In a retrospective review, AllMusic editor Stephen Thomas Erlewine called the album "one of the greatest pure rock & roll albums ever cut". He contrasted Willy and the Poor Boys with CCR's previous album, Green River, saying the songs on this album are softer and more upbeat, except for "Effigy". Erlewine went on to state that "Fortunate Son" is not as dated as most of the other protest songs of the era, though he also felt the song was a little out of place on the album, and compared "Poorboy Shuffle" to songs performed by jug bands. In the Blender magazine review of the album, it was called the opposite of Sgt. Pepper's Lonely Hearts Club Band and psychedelic rock, which the reviewer felt was because of the band's performance at the Woodstock Festival. For his Rolling Stone review of the album's 40th anniversary reissue, Barry Walters called it "relaxed" and gave credit to Fogerty for writing a protest song, "Fortunate Son", that has a good beat to it.

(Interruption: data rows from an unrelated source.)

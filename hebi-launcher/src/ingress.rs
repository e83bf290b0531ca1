//! Read-modify-patch of the shared ingress routing table.
//!
//! The ingress is a singleton: one rule for the well-known host, one path per
//! live session. All in-process mutations serialise through a single async
//! mutex held across read → modify → patch, otherwise two interleaved
//! read-modify-write cycles lose one of the updates.
//!
//! When the last route is removed, the rule is collapsed to a host-only form:
//! the orchestrator rejects an empty `paths` list, and a patch that only
//! removes nested keys can be silently dropped.

use std::collections::BTreeMap;
use std::sync::Arc;

use anyhow::Context as _;
use k8s_openapi::api::networking::v1::{
    HTTPIngressPath, HTTPIngressRuleValue, Ingress, IngressBackend, IngressRule,
    IngressServiceBackend, IngressSpec, ServiceBackendPort,
};
use serde_json::json;

use crate::fedid::Fedid;
use crate::kubernetes::Orchestrator;
use crate::naming;

const DEFAULT_API_VERSION: &str = "networking.k8s.io/v1";

/// In-memory working copy of the ingress, between read and patch.
#[derive(Debug, Clone)]
pub struct IngressDocument {
    api_version: String,
    name: String,
    annotations: Option<BTreeMap<String, String>>,
    spec: IngressSpec,
    host: String,
}

impl IngressDocument {
    pub fn from_ingress(ingress: Ingress, host: &str) -> anyhow::Result<Self> {
        // The apiVersion of the original submission is recorded in the first
        // managed-fields entry; fall back to the well-known default.
        let api_version = ingress
            .metadata
            .managed_fields
            .as_ref()
            .and_then(|fields| fields.first())
            .and_then(|field| field.api_version.clone())
            .unwrap_or_else(|| DEFAULT_API_VERSION.to_owned());

        let name = ingress.metadata.name.context("ingress has no name")?;
        let annotations = ingress.metadata.annotations;

        let mut spec = ingress.spec.unwrap_or_default();

        if spec.rules.as_ref().is_none_or(Vec::is_empty) {
            spec.rules = Some(vec![IngressRule {
                host: Some(host.to_owned()),
                http: None,
            }]);
        }

        Ok(Self {
            api_version,
            name,
            annotations,
            spec,
            host: host.to_owned(),
        })
    }

    fn rule(&mut self) -> &mut IngressRule {
        self.spec
            .rules
            .as_mut()
            .and_then(|rules| rules.first_mut())
            .expect("rules are initialised in from_ingress")
    }

    /// Adds the route for `fedid`, initialising `http.paths` when absent.
    /// Any stale route with the same path is replaced, never duplicated.
    pub fn insert_route(&mut self, fedid: &Fedid) {
        let path = naming::ingress_path(fedid);

        let route = HTTPIngressPath {
            path: Some(path.clone()),
            path_type: "Prefix".to_owned(),
            backend: IngressBackend {
                service: Some(IngressServiceBackend {
                    name: naming::service_name(fedid),
                    port: Some(ServiceBackendPort {
                        number: Some(naming::SESSION_PORT),
                        ..Default::default()
                    }),
                }),
                ..Default::default()
            },
        };

        let http = self
            .rule()
            .http
            .get_or_insert_with(|| HTTPIngressRuleValue { paths: Vec::new() });

        http.paths.retain(|existing| existing.path.as_deref() != Some(path.as_str()));
        http.paths.push(route);
    }

    /// Drops the route for `fedid`; collapses the rule to host-only form when
    /// no route is left.
    pub fn remove_route(&mut self, fedid: &Fedid) {
        let path = naming::ingress_path(fedid);
        let host = self.host.clone();

        let rule = self.rule();

        if let Some(http) = rule.http.as_mut() {
            http.paths.retain(|existing| existing.path.as_deref() != Some(path.as_str()));
        }

        let is_empty = rule.http.as_ref().is_some_and(|http| http.paths.is_empty());

        if is_empty {
            *rule = IngressRule {
                host: Some(host),
                http: None,
            };
        }
    }

    pub fn contains_route(&self, fedid: &Fedid) -> bool {
        let path = naming::ingress_path(fedid);

        self.spec
            .rules
            .as_ref()
            .and_then(|rules| rules.first())
            .and_then(|rule| rule.http.as_ref())
            .is_some_and(|http| {
                http.paths
                    .iter()
                    .any(|existing| existing.path.as_deref() == Some(path.as_str()))
            })
    }

    pub fn route_count(&self) -> usize {
        self.spec
            .rules
            .as_ref()
            .and_then(|rules| rules.first())
            .and_then(|rule| rule.http.as_ref())
            .map_or(0, |http| http.paths.len())
    }

    /// The patch body submitted back to the orchestrator. The typed spec
    /// serialises with the attribute naming the patch format expects.
    pub fn to_patch(&self) -> anyhow::Result<serde_json::Value> {
        let spec = serde_json::to_value(&self.spec).context("failed to serialise ingress spec")?;

        Ok(json!({
            "apiVersion": self.api_version,
            "kind": "Ingress",
            "metadata": {
                "name": self.name,
                "annotations": self.annotations,
            },
            "spec": spec,
        }))
    }
}

/// Serialised access to the shared ingress object.
#[derive(Clone)]
pub struct IngressMutator {
    inner: Arc<IngressMutatorInner>,
}

struct IngressMutatorInner {
    orchestrator: Arc<dyn Orchestrator>,
    host: String,
    lock: tokio::sync::Mutex<()>,
}

impl IngressMutator {
    pub fn new(orchestrator: Arc<dyn Orchestrator>, host: String) -> Self {
        Self {
            inner: Arc::new(IngressMutatorInner {
                orchestrator,
                host,
                lock: tokio::sync::Mutex::new(()),
            }),
        }
    }

    pub async fn add_route(&self, fedid: &Fedid) -> anyhow::Result<()> {
        let _guard = self.inner.lock.lock().await;

        let ingress = self
            .inner
            .orchestrator
            .fetch_ingress()
            .await
            .context("failed to fetch ingress")?;

        let mut document = IngressDocument::from_ingress(ingress, &self.inner.host)?;
        document.insert_route(fedid);

        self.inner
            .orchestrator
            .patch_ingress(document.to_patch()?)
            .await
            .context("failed to patch ingress")?;

        info!(%fedid, "Ingress path added");

        Ok(())
    }

    pub async fn remove_route(&self, fedid: &Fedid) -> anyhow::Result<()> {
        let _guard = self.inner.lock.lock().await;

        let ingress = self
            .inner
            .orchestrator
            .fetch_ingress()
            .await
            .context("failed to fetch ingress")?;

        let mut document = IngressDocument::from_ingress(ingress, &self.inner.host)?;
        document.remove_route(fedid);

        self.inner
            .orchestrator
            .patch_ingress(document.to_patch()?)
            .await
            .context("failed to patch ingress")?;

        info!(%fedid, "Ingress path removed");

        Ok(())
    }
}

#[cfg(test)]
mod tests {
    use super::*;
    use k8s_openapi::apimachinery::pkg::apis::meta::v1::{ManagedFieldsEntry, ObjectMeta};

    const HOST: &str = "hebi.diamond.ac.uk";

    fn fedid(s: &str) -> Fedid {
        s.parse().unwrap()
    }

    fn bare_ingress() -> Ingress {
        Ingress {
            metadata: ObjectMeta {
                name: Some("hebi-ingress".to_owned()),
                ..Default::default()
            },
            spec: Some(IngressSpec {
                rules: Some(vec![IngressRule {
                    host: Some(HOST.to_owned()),
                    http: None,
                }]),
                ..Default::default()
            }),
            ..Default::default()
        }
    }

    #[test]
    fn api_version_comes_from_managed_fields_when_present() {
        let mut ingress = bare_ingress();
        ingress.metadata.managed_fields = Some(vec![ManagedFieldsEntry {
            api_version: Some("networking.k8s.io/v1beta1".to_owned()),
            ..Default::default()
        }]);

        let document = IngressDocument::from_ingress(ingress, HOST).unwrap();
        let patch = document.to_patch().unwrap();
        assert_eq!(patch["apiVersion"], "networking.k8s.io/v1beta1");

        let document = IngressDocument::from_ingress(bare_ingress(), HOST).unwrap();
        let patch = document.to_patch().unwrap();
        assert_eq!(patch["apiVersion"], "networking.k8s.io/v1");
    }

    #[test]
    fn insert_initialises_http_when_absent() {
        let mut document = IngressDocument::from_ingress(bare_ingress(), HOST).unwrap();
        assert_eq!(document.route_count(), 0);

        document.insert_route(&fedid("abc12345"));

        assert_eq!(document.route_count(), 1);
        assert!(document.contains_route(&fedid("abc12345")));
    }

    #[test]
    fn routes_are_never_duplicated() {
        let mut document = IngressDocument::from_ingress(bare_ingress(), HOST).unwrap();

        document.insert_route(&fedid("abc12345"));
        document.insert_route(&fedid("abc12345"));

        assert_eq!(document.route_count(), 1);
    }

    #[test]
    fn removing_the_last_route_collapses_to_host_only() {
        let mut document = IngressDocument::from_ingress(bare_ingress(), HOST).unwrap();
        document.insert_route(&fedid("abc12345"));

        document.remove_route(&fedid("abc12345"));

        assert_eq!(document.route_count(), 0);
        let patch = document.to_patch().unwrap();
        assert_eq!(patch["spec"]["rules"][0], serde_json::json!({"host": HOST}));
    }

    #[test]
    fn removing_one_route_keeps_the_others() {
        let mut document = IngressDocument::from_ingress(bare_ingress(), HOST).unwrap();
        document.insert_route(&fedid("abc12345"));
        document.insert_route(&fedid("xyz99"));

        document.remove_route(&fedid("abc12345"));

        assert_eq!(document.route_count(), 1);
        assert!(document.contains_route(&fedid("xyz99")));
        assert!(!document.contains_route(&fedid("abc12345")));
    }

    #[test]
    fn removing_an_unknown_route_is_a_no_op() {
        let mut document = IngressDocument::from_ingress(bare_ingress(), HOST).unwrap();
        document.insert_route(&fedid("abc12345"));

        document.remove_route(&fedid("ghost"));

        assert_eq!(document.route_count(), 1);
    }

    #[test]
    fn patch_uses_camel_case_attribute_names() {
        let mut document = IngressDocument::from_ingress(bare_ingress(), HOST).unwrap();
        document.insert_route(&fedid("abc12345"));

        let patch = document.to_patch().unwrap();
        let route = &patch["spec"]["rules"][0]["http"]["paths"][0];

        assert_eq!(route["pathType"], "Prefix");
        assert_eq!(route["path"], "/abc12345(/|$)(.*)");
        assert_eq!(route["backend"]["service"]["name"], "hebi-service-abc12345");
        assert_eq!(route["backend"]["service"]["port"]["number"], 8080);
    }
}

In 2003, the album was ranked number 392 on Rolling Stones list of the 500 greatest albums of all time; the 2012 edition of the list had it ranked number 309, and the 2020 edition of the list included the album at number 193.

The album was remastered and reissued on 180-gram vinyl by Analogue Productions in 2006. On June 10, 2008, it was remastered and released by Concord Music Group as a compact disc, with three bonus tracks.

Professional ratings
Review scores
| Source | Rating |
| AllMusic | Star |
| Blender | Star |
| Encyclopedia of Popular Music | Star |
| Rolling Stone (original) | (favorable) |
| Rolling Stone (40th Ann.) | Star |
| The Village Voice | A+ |

==Track listing==

Side one
| No. | Title | Writer(s) | Length |
|---|---|---|---|
| 1. | "Down on the Corner" |  | 2:46 |
| 2. | "It Came Out of the Sky" |  | 2:53 |
| 3. | "Cotton Fields" | Huddie Ledbetter | 2:56 |
| 4. | "Poorboy Shuffle" (instrumental) |  | 2:25 |
| 5. | "Feelin' Blue" |  | 5:06 |

Side two
| No. | Title | Writer(s) | Length |
|---|---|---|---|
| 1. | "Fortunate Son" |  | 2:19 |
| 2. | "Don't Look Now (It Ain't You or Me)" |  | 2:11 |
| 3. | "The Midnight Special" | Traditional, arr. John Fogerty | 4:13 |
| 4. | "Side o' the Road" (instrumental) |  | 3:24 |
| 5. | "Effigy" |  | 6:26 |

40th Anniversary Edition CD bonus tracks
| No. | Title | Length |
|---|---|---|
| 11. | "Fortunate Son" (live in Manchester, September 1, 1971) | 2:13 |
| 12. | "It Came Out of the Sky" (live in Berlin, September 16, 1971, recorded for Live in Europe) | 3:26 |
| 13. | "Down on the Corner" (jam with Booker T. & the M.G.'s) | 2:49 |

==Personnel==
Per liner notes.

Creedence Clearwater Revival
- John Fogerty – lead vocals, lead guitar, piano, maracas, cowbell, harmonica (4), producer, arranger
- Tom Fogerty – rhythm guitar (all but 11, 12), backing vocals
- Stu Cook – bass, washtub bass (4), backing vocals
- Doug Clifford – drums, washboard (4)

Additional musicians
- Booker T. Jones – organ (13)
- Steve Cropper – guitar (13)
- Donald "Duck" Dunn – bass (13)
- Al Jackson, Jr. – drums (13)

Production
- Basul Parik – photography
- Chris Clough – 2008 compilation producer
- Ed Ward – 2008 liner notes
- Joel Selvin – 2008 liner notes
- Rikka Arnold – project assistance
- Bill Belmont – project assistance
- Jennifer Peters – project assistance

==Charts==

Chart performance for Willy and the Poor Boys
| Chart (1970) | Peak position |
|---|---|
| Australian Albums (Kent Music Report) | 2 |
| Canada Top Albums/CDs (RPM) | 2 |
| Dutch Albums (Album Top 100) | 3 |
| German Albums (Offizielle Top 100) | 25 |
| Finnish Albums (The Official Finnish Charts) | 3 |
| Italian Albums (Musica e Dischi) | 17 |
| Japanese Albums (Oricon) | 11 |
| Norwegian Albums (VG-lista) | 2 |
| UK Albums (Official Charts) | 10 |
| US Billboard 200 | 3 |
| US Top R&B/Hip-Hop Albums (Billboard) | 28 |

==Certifications==

Certifications for Willy and the Poor Boys
| Region | Certification | Certified units/sales |
| Denmark (IFPI Danmark) | Gold | 10,000^{‡} |
| New Zealand (RMNZ) | 2× Platinum | 30,000^{‡} |
| United States (RIAA) | 2× Platinum | 2,000,000^{^} |
^{^} Shipments figures based on certification alone. ^{‡} Sales+streaming figures based on certification alone.